**WHAT THE TASK REQUIRES**
Every line below that holds the string "TestContext" should be copied out.

___ DATASET

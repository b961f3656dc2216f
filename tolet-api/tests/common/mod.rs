//! Common test utilities for integration tests
//!
//! This module provides shared infrastructure for integration tests:
//! - In-memory database with migrations and sample listings
//! - Router built exactly as in production
//! - Image store that keeps uploads in memory
//! - Request helpers (JSON, multipart, bearer tokens)

#![allow(dead_code)]

use async_trait::async_trait;
use axum::body::Body;
use axum::http::{header, Request, StatusCode};
use serde_json::Value;
use std::path::PathBuf;
use std::sync::atomic::{AtomicUsize, Ordering};
use std::sync::{Arc, Mutex};
use tolet_api::app::{build_router, AppState};
use tolet_api::config::{ApiConfig, Config, DatabaseConfig, JwtConfig, UploadConfig};
use tolet_api::uploads::{DiskImageStore, ImageStore, ImageUpload, UploadError};
use tolet_shared::db::migrations::run_migrations;
use tolet_shared::db::pool::{create_pool, DatabaseConfig as PoolConfig};
use tolet_shared::db::seed::seed_sample_listings;
use sqlx::SqlitePool;
use tower::Service as _;
use uuid::Uuid;

pub const TEST_SECRET: &str = "integration-test-secret-key-0123456789";

const BOUNDARY: &str = "----tolet-test-boundary";

/// Image store that records uploads instead of writing files
///
/// `uploads` and `references` stay index-aligned; removed images leave both.
#[derive(Default)]
pub struct MemoryImageStore {
    pub uploads: Mutex<Vec<ImageUpload>>,
    pub references: Mutex<Vec<String>>,
    issued: AtomicUsize,
}

#[async_trait]
impl ImageStore for MemoryImageStore {
    async fn store(&self, upload: ImageUpload) -> Result<String, UploadError> {
        let reference = format!(
            "/uploads/mem-{}-{}",
            self.issued.fetch_add(1, Ordering::SeqCst),
            upload.file_name.clone().unwrap_or_default()
        );
        self.uploads.lock().unwrap().push(upload);
        self.references.lock().unwrap().push(reference.clone());
        Ok(reference)
    }

    async fn remove(&self, reference: &str) -> Result<(), UploadError> {
        let mut references = self.references.lock().unwrap();
        if let Some(index) = references.iter().position(|r| r == reference) {
            references.remove(index);
            self.uploads.lock().unwrap().remove(index);
        }
        Ok(())
    }
}

/// Test context containing all necessary resources
pub struct TestContext {
    pub db: SqlitePool,
    pub app: axum::Router,
    pub config: Config,
    pub images: Arc<MemoryImageStore>,
    pub upload_dir: PathBuf,
}

pub fn test_config(upload_dir: PathBuf) -> Config {
    Config {
        api: ApiConfig {
            host: "127.0.0.1".to_string(),
            port: 0,
            cors_origins: vec!["*".to_string()],
        },
        database: DatabaseConfig {
            url: "sqlite::memory:".to_string(),
            max_connections: 1,
        },
        jwt: JwtConfig {
            secret: TEST_SECRET.to_string(),
            ttl_hours: 24,
        },
        uploads: UploadConfig {
            dir: upload_dir,
            max_bytes: 1024 * 1024,
        },
        seed_sample_data: true,
    }
}

async fn seeded_pool() -> anyhow::Result<SqlitePool> {
    let db = create_pool(PoolConfig::in_memory()).await?;
    run_migrations(&db).await?;
    seed_sample_listings(&db).await?;
    Ok(db)
}

impl TestContext {
    /// Fresh in-memory store with the sample listings and in-memory images
    pub async fn new() -> anyhow::Result<Self> {
        let db = seeded_pool().await?;
        let upload_dir = std::env::temp_dir().join(format!("tolet-test-{}", Uuid::new_v4()));
        let config = test_config(upload_dir.clone());

        let images = Arc::new(MemoryImageStore::default());
        let state = AppState::new(db.clone(), config.clone(), images.clone());
        let app = build_router(state);

        Ok(TestContext {
            db,
            app,
            config,
            images,
            upload_dir,
        })
    }

    /// Like [`TestContext::new`] but images are written to a temporary
    /// directory and served back under `/uploads`
    pub async fn with_disk_uploads() -> anyhow::Result<Self> {
        let db = seeded_pool().await?;
        let upload_dir = std::env::temp_dir().join(format!("tolet-test-{}", Uuid::new_v4()));
        let config = test_config(upload_dir.clone());

        let disk = DiskImageStore::new(upload_dir.clone());
        disk.ensure_dir().await?;

        let state = AppState::new(db.clone(), config.clone(), Arc::new(disk));
        let app = build_router(state);

        Ok(TestContext {
            db,
            app,
            config,
            images: Arc::new(MemoryImageStore::default()),
            upload_dir,
        })
    }

    /// Sends a request and returns status and raw body
    pub async fn send_raw(&self, request: Request<Body>) -> (StatusCode, Vec<u8>) {
        let response = self.app.clone().call(request).await.unwrap();
        let status = response.status();
        let body = axum::body::to_bytes(response.into_body(), usize::MAX)
            .await
            .unwrap();
        (status, body.to_vec())
    }

    /// Sends a request and parses the JSON body (`Value::Null` when empty)
    pub async fn send(&self, request: Request<Body>) -> (StatusCode, Value) {
        let (status, body) = self.send_raw(request).await;
        if body.is_empty() {
            return (status, Value::Null);
        }
        let json = serde_json::from_slice(&body)
            .unwrap_or_else(|e| panic!("non-JSON body ({}): {}", e, String::from_utf8_lossy(&body)));
        (status, json)
    }

    pub async fn get(&self, uri: &str) -> (StatusCode, Value) {
        let request = Request::builder()
            .method("GET")
            .uri(uri)
            .body(Body::empty())
            .unwrap();
        self.send(request).await
    }

    pub async fn post_json(&self, uri: &str, body: Value) -> (StatusCode, Value) {
        let request = Request::builder()
            .method("POST")
            .uri(uri)
            .header(header::CONTENT_TYPE, "application/json")
            .body(Body::from(body.to_string()))
            .unwrap();
        self.send(request).await
    }

    /// Registers an account and returns its bearer token
    pub async fn register(&self, email: &str, role: &str) -> String {
        let (status, body) = self
            .post_json(
                "/api/register",
                serde_json::json!({
                    "name": "Test Account",
                    "email": email,
                    "phone": "01700000000",
                    "password": "Str0ng-Pass!",
                    "role": role,
                }),
            )
            .await;
        assert_eq!(status, StatusCode::OK, "register failed: {}", body);
        body["token"].as_str().unwrap().to_string()
    }

    /// Sends a listing creation form
    pub async fn post_listing(
        &self,
        token: Option<&str>,
        fields: &[(&str, &str)],
        files: &[(&str, &[u8])],
    ) -> (StatusCode, Value) {
        let mut builder = Request::builder()
            .method("POST")
            .uri("/api/properties")
            .header(
                header::CONTENT_TYPE,
                format!("multipart/form-data; boundary={}", BOUNDARY),
            );
        if let Some(token) = token {
            builder = builder.header(header::AUTHORIZATION, format!("Bearer {}", token));
        }

        let request = builder
            .body(Body::from(multipart_body(fields, files)))
            .unwrap();
        self.send(request).await
    }

    pub async fn listing_count(&self) -> i64 {
        sqlx::query_scalar("SELECT COUNT(*) FROM listings")
            .fetch_one(&self.db)
            .await
            .unwrap()
    }
}

/// Encodes text fields and `images` file parts as multipart/form-data
pub fn multipart_body(fields: &[(&str, &str)], files: &[(&str, &[u8])]) -> Vec<u8> {
    let mut body = Vec::new();

    for (name, value) in fields {
        body.extend_from_slice(
            format!(
                "--{}\r\nContent-Disposition: form-data; name=\"{}\"\r\n\r\n{}\r\n",
                BOUNDARY, name, value
            )
            .as_bytes(),
        );
    }

    for (file_name, data) in files {
        body.extend_from_slice(
            format!(
                "--{}\r\nContent-Disposition: form-data; name=\"images\"; filename=\"{}\"\r\nContent-Type: image/jpeg\r\n\r\n",
                BOUNDARY, file_name
            )
            .as_bytes(),
        );
        body.extend_from_slice(data);
        body.extend_from_slice(b"\r\n");
    }

    body.extend_from_slice(format!("--{}--\r\n", BOUNDARY).as_bytes());
    body
}

/// Text fields of a complete, valid listing form
pub fn valid_listing_fields() -> Vec<(&'static str, &'static str)> {
    vec![
        ("title", "Quiet 1BHK near Banani Lake"),
        ("description", "South facing, gas line connected"),
        ("location", "Banani, Dhaka"),
        ("area", "750 sq ft"),
        ("price", "22000"),
        ("bedrooms", "1"),
        ("bathrooms", "1"),
        ("property_type", "Studio"),
        ("amenities", "Lift, Security"),
    ]
}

______

**TASK OUTPUT**
pub struct TestContext {
impl TestContext {
        Ok(TestContext {
    /// Like [`TestContext::new`] but images are written to a temporary
        Ok(TestContext {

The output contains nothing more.